Amazon’s Woodland Hills store was slated to become the first opening in the company’s as-yet-unnamed supermarket chain. But as is the case with so many other retailers, the novel coronavirus pandemic has put the store opening on hold as foot traffic wanes and online traffic surges. Now, the location operates as a small grocery e-commerce warehouse.
According to Hngry.tv's post, Amazon’s Woodland Hills store is fulfilling orders for delivery and pickup from four nearby Whole Foods stores. The post includes pictures of Amazon Flex drivers accepting orders from the location.
The company’s dark store strategy extends to Whole Foods' Bryant Park location in Manhattan, which is temporarily closed to fill delivery and pickup orders, Hngry.tv reported. The company could turn off additional stores to foot traffic in the coming weeks, both existing locations and those under development, depending on market-level demand.
Whole Foods has scores of locations in city centers where online grocery demand is highest right now. The company could follow the same strategy as Giant Eagle by converting one store in major markets to dark operations.
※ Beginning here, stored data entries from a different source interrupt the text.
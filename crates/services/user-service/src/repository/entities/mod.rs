//! SeaORM entities.

pub mod user;
//! Domain-level constants.
//!
//! These constants define business rules and validation requirements.

// =============================================================================
// User Roles
// =============================================================================

/// Role value stored for doctors
pub const ROLE_DOCTOR: &str = "doctor";

/// Role value stored for patients
pub const ROLE_PATIENT: &str = "patient";

// =============================================================================
// Field Limits
// =============================================================================

pub const MAX_USERNAME_LENGTH: u64 = 150;
pub const MAX_EMAIL_LENGTH: u64 = 254;
pub const MAX_NAME_LENGTH: u64 = 50;
pub const MAX_ADDRESS_LINE_LENGTH: u64 = 100;
pub const MAX_CITY_LENGTH: u64 = 50;
pub const MAX_STATE_LENGTH: u64 = 50;
pub const MAX_PINCODE_LENGTH: u64 = 10;

/// Minimum password length requirement
pub const MIN_PASSWORD_LENGTH: usize = 8;

// =============================================================================
// Validation Messages
// =============================================================================

pub const MSG_REQUIRED: &str = "This field is required.";
pub const MSG_INVALID_EMAIL: &str = "Enter a valid email address.";
pub const MSG_INVALID_USERNAME: &str =
    "Enter a valid username. This value may contain only letters, numbers, and @/./+/-/_ characters.";
pub const MSG_INVALID_CHOICE: &str = "Select a valid choice.";
pub const MSG_EMAIL_IN_USE: &str = "This email is already in use.";
pub const MSG_USERNAME_TAKEN: &str = "A user with that username already exists.";
pub const MSG_PASSWORD_MISMATCH: &str = "Passwords do not match";
pub const MSG_PASSWORD_NUMERIC: &str = "This password is entirely numeric.";
pub const MSG_INVALID_IMAGE: &str =
    "Upload a valid image. The file you uploaded was either not an image or a corrupted image.";

pub const MSG_PICTURE_CONFLICT: &str =
    "Please either submit a file or check the clear checkbox, not both.";

/// Key under which errors not tied to a single field are reported
pub const NON_FIELD_ERRORS: &str = "__all__";
//! Portal configuration.

use std::env;

use common::{CacheConfig, DatabaseConfig, MediaConfig, SessionBackend, SessionConfig};
use user_service_lib::config::UserServiceConfig;

/// Portal configuration.
#[derive(Debug, Clone)]
pub struct PortalConfig {
    /// Server host
    pub host: String,
    /// Server port
    pub port: u16,
    pub database: DatabaseConfig,
    /// Redis used by the session store
    pub cache: CacheConfig,
    pub session: SessionConfig,
    pub media: MediaConfig,
}

impl PortalConfig {
    /// Load configuration from environment variables.
    pub fn from_env() -> Self {
        let session_defaults = SessionConfig::default();
        let media_defaults = MediaConfig::default();

        Self {
            host: env::var("PORTAL_HOST").unwrap_or_else(|_| "0.0.0.0".to_string()),
            port: env_parse("PORTAL_PORT").unwrap_or(3000),
            database: UserServiceConfig::from_env().database,
            cache: CacheConfig {
                url: env::var("PORTAL_REDIS_URL")
                    .or_else(|_| env::var("REDIS_URL"))
                    .unwrap_or_else(|_| CacheConfig::default().url),
            },
            session: SessionConfig {
                backend: env_parse::<SessionBackend>("PORTAL_SESSION_BACKEND")
                    .unwrap_or(session_defaults.backend),
                ttl_seconds: env_parse("PORTAL_SESSION_TTL_SECONDS")
                    .unwrap_or(session_defaults.ttl_seconds),
                cookie_name: env::var("PORTAL_SESSION_COOKIE")
                    .unwrap_or(session_defaults.cookie_name),
                cookie_secure: env_parse("PORTAL_COOKIE_SECURE")
                    .unwrap_or(session_defaults.cookie_secure),
            },
            media: MediaConfig {
                root: env::var("PORTAL_MEDIA_ROOT").unwrap_or(media_defaults.root),
                max_upload_bytes: env_parse("PORTAL_MAX_UPLOAD_BYTES")
                    .unwrap_or(media_defaults.max_upload_bytes),
            },
        }
    }
}

impl Default for PortalConfig {
    fn default() -> Self {
        Self {
            host: "0.0.0.0".to_string(),
            port: 3000,
            database: DatabaseConfig::default(),
            cache: CacheConfig::default(),
            session: SessionConfig::default(),
            media: MediaConfig::default(),
        }
    }
}

fn env_parse<T: std::str::FromStr>(key: &str) -> Option<T> {
    env::var(key).ok().and_then(|v| v.parse().ok())
}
In central Ohio, Giant Eagle has doubled its online grocery capability since converting a store in Akron to pickup- and delivery-only service. Kroger is piloting a similar approach in its hometown of Cincinnati.
In recent months, Whole Foods has converted store space to online fulfillment in places like Philadelphia. There, the retailer replaced an Allegro Coffee shop with racks for online orders.
In addition to dedicating new fulfillment space to the challenge, Amazon has hired scores of warehouse workers. Last month, the company temporarily shut down its Prime Pantry service. The company said it will continue building out fulfillment capacity while also implementing new services like its reserve-a-slot shopping tool. Still, Amazon said in the meantime shoppers can continue to expect long waits for service.
"While we have increased order capacity by more than 60 percent due to COVID-19, we still expect the combination of restricted capacity due to social distancing and customer demand will continue to make finding available delivery windows challenging for customers," Landry wrote in her update.